A Discontinuous Galerkin Method for Three-Dimensional Poroelastic Wave Propagation: Forward and Adjoint Problems

We develop a numerical solver for three-dimensional poroelastic wave propagation, based on a high-order discontinuous Galerkin (DG) method, with the Biot poroelastic wave equation formulated as a first order conservative velocity/strain hyperbolic system. To derive an upwind numerical flux, we find an exact solution to the Riemann problem; we also consider attenuation mechanisms both in Biot’s low- and high-frequency regimes. Using either a low-storage explicit or implicit–explicit (IMEX) Runge–Kutta scheme, according to the stiffness of the problem, we study the convergence properties of the proposed DG scheme and verify its numerical accuracy.
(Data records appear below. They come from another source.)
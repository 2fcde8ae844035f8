//! Engine configuration types for Stepwise.
//!
//! `EngineConfig` represents the `config.toml` that controls retry defaults
//! and the delay between retry attempts.

use serde::{Deserialize, Serialize};

/// Top-level engine configuration.
///
/// Loaded from `{state_dir}/config.toml`. All fields have sensible defaults;
/// the default retry delay is zero, so failed attempts are retried immediately.
#[derive(Debug, Clone, PartialEq, Serialize, Deserialize)]
pub struct EngineConfig {
    /// Retry budget applied by `WorkflowDefinition::builder` unless overridden.
    #[serde(default = "default_max_retry_per_step")]
    pub default_max_retry_per_step: u32,

    /// Delay before the first retry of a failed step, in milliseconds.
    #[serde(default)]
    pub retry_backoff_ms: u64,

    /// Growth factor applied to the delay for each further retry.
    #[serde(default = "default_retry_backoff_multiplier")]
    pub retry_backoff_multiplier: f64,

    /// Upper bound on any single retry delay, in milliseconds.
    #[serde(default = "default_max_retry_backoff_ms")]
    pub max_retry_backoff_ms: u64,
}

fn default_max_retry_per_step() -> u32 {
    3
}

fn default_retry_backoff_multiplier() -> f64 {
    1.0
}

fn default_max_retry_backoff_ms() -> u64 {
    30_000
}

impl Default for EngineConfig {
    fn default() -> Self {
        Self {
            default_max_retry_per_step: default_max_retry_per_step(),
            retry_backoff_ms: 0,
            retry_backoff_multiplier: default_retry_backoff_multiplier(),
            max_retry_backoff_ms: default_max_retry_backoff_ms(),
        }
    }
}
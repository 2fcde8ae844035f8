//! Workflow definitions: ordered steps plus a retry budget.
//!
//! A `WorkflowDefinition` is assembled by the caller (directly or through
//! [`WorkflowBuilder`]) and borrowed immutably by the engine for the whole
//! execution. Step numbers must be unique and contiguous from zero; they,
//! not the order of the `steps` vector, define execution order.

use std::collections::HashSet;
use std::fmt;
use std::future::Future;
use std::sync::Arc;

use stepwise_types::config::EngineConfig;
use stepwise_types::workflow::{StepResult, WorkflowId};
use thiserror::Error;
use tokio_util::sync::CancellationToken;

use super::context::ExecutionContext;
use super::step::{FnStep, StepHandler, StepHandlerDyn};

/// Errors that can occur while validating or preparing a workflow.
#[derive(Debug, Error)]
pub enum WorkflowError {
    /// Structural problem with the definition (no steps, bad numbering).
    #[error("invalid workflow definition: {0}")]
    InvalidWorkflowDefinition(String),

    /// Execution state could not be serialized or parsed.
    #[error("state serialization error: {0}")]
    StateSerialization(String),
}

// ---------------------------------------------------------------------------
// StepDefinition
// ---------------------------------------------------------------------------

/// One numbered step and the handler that executes it.
#[derive(Clone)]
pub struct StepDefinition {
    pub step_number: u32,
    pub name: String,
    handler: Arc<dyn StepHandlerDyn>,
}

impl StepDefinition {
    pub fn new<H: StepHandler + 'static>(
        step_number: u32,
        name: impl Into<String>,
        handler: H,
    ) -> Self {
        Self {
            step_number,
            name: name.into(),
            handler: Arc::new(handler),
        }
    }

    /// Build a step from a closure; see [`FnStep`].
    pub fn from_fn<F, Fut>(step_number: u32, name: impl Into<String>, f: F) -> Self
    where
        F: Fn(ExecutionContext, CancellationToken) -> Fut + Send + Sync + 'static,
        Fut: Future<Output = StepResult> + Send + 'static,
    {
        Self::new(step_number, name, FnStep::new(f))
    }

    /// Run one attempt of this step.
    pub async fn execute(&self, ctx: &ExecutionContext, cancel: &CancellationToken) -> StepResult {
        self.handler.execute_boxed(ctx, cancel).await
    }
}

impl fmt::Debug for StepDefinition {
    fn fmt(&self, f: &mut fmt::Formatter<'_>) -> fmt::Result {
        f.debug_struct("StepDefinition")
            .field("step_number", &self.step_number)
            .field("name", &self.name)
            .finish_non_exhaustive()
    }
}

// ---------------------------------------------------------------------------
// WorkflowDefinition
// ---------------------------------------------------------------------------

/// Ordered, immutable description of a workflow.
#[derive(Debug, Clone)]
pub struct WorkflowDefinition {
    /// Generated by the engine when absent.
    pub workflow_id: Option<WorkflowId>,
    pub name: String,
    pub steps: Vec<StepDefinition>,
    /// Additional attempts allowed for a failing step (total = this + 1).
    pub max_retry_per_step: u32,
}

impl WorkflowDefinition {
    pub fn new(name: impl Into<String>, steps: Vec<StepDefinition>, max_retry_per_step: u32) -> Self {
        Self {
            workflow_id: None,
            name: name.into(),
            steps,
            max_retry_per_step,
        }
    }

    pub fn builder(name: impl Into<String>) -> WorkflowBuilder {
        WorkflowBuilder::new(name)
    }

    /// Check the structural invariants: at least one step, and step numbers
    /// that are unique and cover `0..N-1` exactly.
    pub fn validate(&self) -> Result<(), WorkflowError> {
        if self.steps.is_empty() {
            return Err(WorkflowError::InvalidWorkflowDefinition(
                "workflow must have at least one step".to_string(),
            ));
        }

        let mut seen = HashSet::new();
        for step in &self.steps {
            if !seen.insert(step.step_number) {
                return Err(WorkflowError::InvalidWorkflowDefinition(format!(
                    "duplicate step number {} ('{}')",
                    step.step_number, step.name
                )));
            }
        }

        let count = self.steps.len() as u32;
        if let Some(step) = self.steps.iter().find(|s| s.step_number >= count) {
            return Err(WorkflowError::InvalidWorkflowDefinition(format!(
                "step numbers must be contiguous from 0 to {}, found {} ('{}')",
                count - 1,
                step.step_number,
                step.name
            )));
        }

        Ok(())
    }

    /// Steps in execution order (ascending step number).
    pub fn ordered_steps(&self) -> Vec<&StepDefinition> {
        let mut steps: Vec<&StepDefinition> = self.steps.iter().collect();
        steps.sort_by_key(|s| s.step_number);
        steps
    }
}

// ---------------------------------------------------------------------------
// WorkflowBuilder
// ---------------------------------------------------------------------------

/// Fluent builder that numbers steps in insertion order.
pub struct WorkflowBuilder {
    workflow_id: Option<WorkflowId>,
    name: String,
    steps: Vec<StepDefinition>,
    max_retry_per_step: u32,
}

impl WorkflowBuilder {
    fn new(name: impl Into<String>) -> Self {
        Self {
            workflow_id: None,
            name: name.into(),
            steps: Vec::new(),
            max_retry_per_step: EngineConfig::default().default_max_retry_per_step,
        }
    }

    pub fn workflow_id(mut self, id: impl Into<WorkflowId>) -> Self {
        self.workflow_id = Some(id.into());
        self
    }

    pub fn max_retry_per_step(mut self, retries: u32) -> Self {
        self.max_retry_per_step = retries;
        self
    }

    /// Take the retry budget from engine configuration.
    pub fn with_config(mut self, config: &EngineConfig) -> Self {
        self.max_retry_per_step = config.default_max_retry_per_step;
        self
    }

    pub fn step<H: StepHandler + 'static>(mut self, name: impl Into<String>, handler: H) -> Self {
        let number = self.steps.len() as u32;
        self.steps.push(StepDefinition::new(number, name, handler));
        self
    }

    pub fn step_fn<F, Fut>(mut self, name: impl Into<String>, f: F) -> Self
    where
        F: Fn(ExecutionContext, CancellationToken) -> Fut + Send + Sync + 'static,
        Fut: Future<Output = StepResult> + Send + 'static,
    {
        let number = self.steps.len() as u32;
        self.steps.push(StepDefinition::from_fn(number, name, f));
        self
    }

    pub fn build(self) -> WorkflowDefinition {
        WorkflowDefinition {
            workflow_id: self.workflow_id,
            name: self.name,
            steps: self.steps,
            max_retry_per_step: self.max_retry_per_step,
        }
    }
}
In the Biot low frequency case, the wave can be highly dissipative for small permeabilities; here, numerical errors associated with the dissipation terms appear to dominate those arising from discretisation of the main hyperbolic system. We then implement the adjoint method for this formulation of Biot’s equation. In contrast with the usual second order formulation of the Biot equation, we are not dealing with a self-adjoint system but, with an appropriate inner product, the adjoint may be identified with a non-conservative velocity/stress formulation of the Biot equation. We derive dual fluxes for the adjoint and present a simple but illuminating example of the application of the adjoint method.